Composite Steel Tee Concrete Deck Bridge System: Performance of Interface Shear Connection

Abstract

A new short-span highway bridge system composed of inverted steel tee sections embedded in a concrete deck slab was developed for the Pennsylvania Department of Transportation. The interface shear connection between the concrete deck slab and steel tee sections is nontraditional and is fabricated by drilling holes near the top of the steel tee stems, placing transverse reinforcement bars through the holes, and casting the top of the steel tee stem into the deck. This paper discusses the mechanism and design of this interface shear connection between the concrete deck and the steel tee section to create composite action. The research approach is based on push-out tests conducted on full-scale subassemblies and validated with destructive tests on a full-scale prototype bridge module. The test program and the resulting design equations are discussed. The test results indicate that the response of this interface shear connection between the concrete deck and the steel tee section is dominated by shear yielding of the reinforcement bars passing through the holes in the tee section stem. After shear yielding of the bars, there is local crushing of the concrete and strength recovery as the bars develop catenary action.
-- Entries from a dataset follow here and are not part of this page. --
//! Command table.

use std::time::Duration;

use crate::config::CustomCommand;
use crate::{Error, Result};

/// How long `!stfu` keeps the bot quiet.
pub const STFU_DURATION: Duration = Duration::from_secs(30 * 60);

#[derive(Debug, Clone, PartialEq)]
pub enum Action {
    /// List every registered command.
    Help,
    /// Report the last check and the stock/queue flags.
    Status,
    /// Reply, then push the mute deadline out.
    Mute { reply: String, duration: Duration },
    /// Any mix of a text reply, a spoken reply and a GIF, in that order.
    Announce {
        text: Option<String>,
        tts: Option<String>,
        gif: Option<String>,
    },
    /// Say goodbye, then shut the bot down.
    Terminate { farewell: String, gif: String },
}

#[derive(Debug, Clone, PartialEq)]
pub struct Command {
    pub name: String,
    pub help: String,
    pub action: Action,
}

impl Command {
    pub fn new(name: impl Into<String>, help: impl Into<String>, action: Action) -> Self {
        Self {
            name: name.into(),
            help: help.into(),
            action,
        }
    }
}

impl From<&CustomCommand> for Command {
    fn from(custom: &CustomCommand) -> Self {
        Command::new(
            custom.name.clone(),
            custom.help.clone(),
            Action::Announce {
                text: custom.text.clone(),
                tts: custom.tts.clone(),
                gif: custom.gif.clone(),
            },
        )
    }
}

/// Registered commands, in registration order.
#[derive(Debug, Clone, Default)]
pub struct CommandRegistry {
    commands: Vec<Command>,
}

impl CommandRegistry {
    pub fn builtin() -> Self {
        let commands = vec![
            Command::new("!help", "this message", Action::Help),
            Command::new(
                "!status",
                "report last check, and status of inventory",
                Action::Status,
            ),
            Command::new(
                "!terminate",
                "shuts down the bot, it's gone crazy",
                Action::Terminate {
                    farewell: "My mind is going... I can feel it.".to_string(),
                    gif: "hal9000".to_string(),
                },
            ),
            Command::new(
                "!stfu",
                "stop checks for 30 minutes",
                Action::Mute {
                    reply: ":face_with_symbols_over_mouth: NO U".to_string(),
                    duration: STFU_DURATION,
                },
            ),
            Command::new(
                "!exterminate",
                "",
                Action::Announce {
                    text: None,
                    tts: Some("EXTERMINATE".to_string()),
                    gif: Some("exterminate".to_string()),
                },
            ),
            Command::new(
                "!firejeffbezosintothesun",
                "",
                Action::Announce {
                    text: None,
                    tts: None,
                    gif: Some("bezos".to_string()),
                },
            ),
        ];
        Self { commands }
    }

    /// Built-ins plus the configured announcements.
    pub fn with_custom(custom: &[CustomCommand]) -> Result<Self> {
        let mut registry = Self::builtin();
        for command in custom {
            registry.register(command.into())?;
        }
        Ok(registry)
    }

    pub fn register(&mut self, command: Command) -> Result<()> {
        if self.get(&command.name).is_some() {
            return Err(Error::config(format!(
                "command {} is already registered",
                command.name
            )));
        }
        self.commands.push(command);
        Ok(())
    }

    pub fn get(&self, name: &str) -> Option<&Command> {
        self.commands.iter().find(|c| c.name == name)
    }

    pub fn len(&self) -> usize {
        self.commands.len()
    }

    pub fn is_empty(&self) -> bool {
        self.commands.is_empty()
    }

    /// `!help` output. Commands without help text are easter eggs and stay hidden.
    pub fn help_text(&self) -> String {
        let mut help = String::from("How to bot:\n");
        for command in self.commands.iter().filter(|c| !c.help.is_empty()) {
            help.push_str(&format!("{} : {}\n", command.name, command.help));
        }
        help
    }
}
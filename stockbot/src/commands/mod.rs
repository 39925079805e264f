//! Chat command handling.

pub mod mood;
pub mod registry;

pub use mood::{MoodTable, Reaction};
pub use registry::{Action, Command, CommandRegistry};

use rand::random;
use tracing::{debug, error};

use crate::Result;
use crate::chat::InboundMessage;
use crate::config::AppConfig;
use crate::monitor::WatchHandle;
use crate::notification::Notifier;

/// What became of an inbound message.
#[derive(Debug, Clone, PartialEq, Eq)]
pub enum Dispatch {
    /// Not for us: our own message, another channel, or no reaction rolled.
    Ignored,
    /// A registered command ran.
    Handled(String),
    /// An unmatched message got a mood reaction.
    Interjected,
    /// `!terminate`: the caller closes the session and exits.
    Terminate,
}

pub struct CommandDispatcher {
    registry: CommandRegistry,
    notifier: Notifier,
    watch: WatchHandle,
    bot_id: String,
    channel: String,
    echo_chance: f64,
    moods: MoodTable,
}

impl CommandDispatcher {
    pub fn new(
        registry: CommandRegistry,
        notifier: Notifier,
        watch: WatchHandle,
        bot_id: impl Into<String>,
        channel: impl Into<String>,
        echo_chance: f64,
        moods: MoodTable,
    ) -> Self {
        Self {
            registry,
            notifier,
            watch,
            bot_id: bot_id.into(),
            channel: channel.into(),
            echo_chance,
            moods,
        }
    }

    pub fn from_config(
        config: &AppConfig,
        bot_id: impl Into<String>,
        notifier: Notifier,
        watch: WatchHandle,
    ) -> Result<Self> {
        Ok(Self::new(
            CommandRegistry::with_custom(&config.commands)?,
            notifier,
            watch,
            bot_id,
            config.channel.trim(),
            config.echo_chance,
            MoodTable::new(&config.moods),
        ))
    }

    pub async fn dispatch(&self, msg: &InboundMessage) -> Dispatch {
        self.dispatch_with_rolls(msg, random::<f64>(), random::<f64>())
            .await
    }

    /// `chance_roll` decides whether an unmatched message gets a reaction,
    /// `mood_roll` which one.
    async fn dispatch_with_rolls(
        &self,
        msg: &InboundMessage,
        chance_roll: f64,
        mood_roll: f64,
    ) -> Dispatch {
        if msg.author_id == self.bot_id || msg.channel_id != self.channel {
            return Dispatch::Ignored;
        }

        let content = msg.content.as_str();
        if let Some(command) = self.registry.get(content) {
            debug!(command = %command.name, "Running command");
            return match self.run(command).await {
                Ok(dispatch) => dispatch,
                Err(e) => {
                    error!(command = %command.name, error = %e, "Command failed");
                    Dispatch::Handled(command.name.clone())
                }
            };
        }

        if content.trim().is_empty() || chance_roll >= self.echo_chance {
            return Dispatch::Ignored;
        }
        match self.moods.react(content, mood_roll) {
            Some(Reaction::Echo(text)) => {
                self.speak(&text).await;
                Dispatch::Interjected
            }
            Some(Reaction::Gif(term)) => {
                self.notifier.gif(&term).await;
                Dispatch::Interjected
            }
            None => Dispatch::Ignored,
        }
    }

    async fn run(&self, command: &Command) -> Result<Dispatch> {
        match &command.action {
            Action::Help => self.say(&self.registry.help_text()).await,
            Action::Status => {
                let status = self.watch.status().await?;
                self.say(&status.render()).await;
            }
            Action::Mute { reply, duration } => {
                self.say(reply).await;
                let until = self.watch.mute_for(*duration).await?;
                debug!(%until, "Muted by command");
            }
            Action::Announce { text, tts, gif } => {
                if let Some(text) = text {
                    self.say(text).await;
                }
                if let Some(tts) = tts {
                    self.speak(tts).await;
                }
                if let Some(term) = gif {
                    self.notifier.gif(term).await;
                }
            }
            Action::Terminate { farewell, gif } => {
                self.say(farewell).await;
                self.notifier.gif(gif).await;
                return Ok(Dispatch::Terminate);
            }
        }
        Ok(Dispatch::Handled(command.name.clone()))
    }

    async fn say(&self, text: &str) {
        if let Err(e) = self.notifier.say(text).await {
            debug!(error = %e, "Reply failed");
        }
    }

    async fn speak(&self, text: &str) {
        if let Err(e) = self.notifier.say_tts(text).await {
            debug!(error = %e, "Spoken reply failed");
        }
    }
}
At larger relative deformation between the deck and steel tee (shear slip), a concrete breakout failure occurs on the bottom of the concrete deck. The use of a stem hole with no bar creates a brittle concrete shear dowel; the strength of this dowel can be estimated using a concrete shear strength formulation. Because the concrete dowels are brittle and the reinforcement bars passing through the stem holes have a ductile response, the recommended interface shear connection utilizes bars in all holes. The results of the full-scale bridge module test indicate that the interface shear connection and associated design equations provide effective composite action in the bridge system.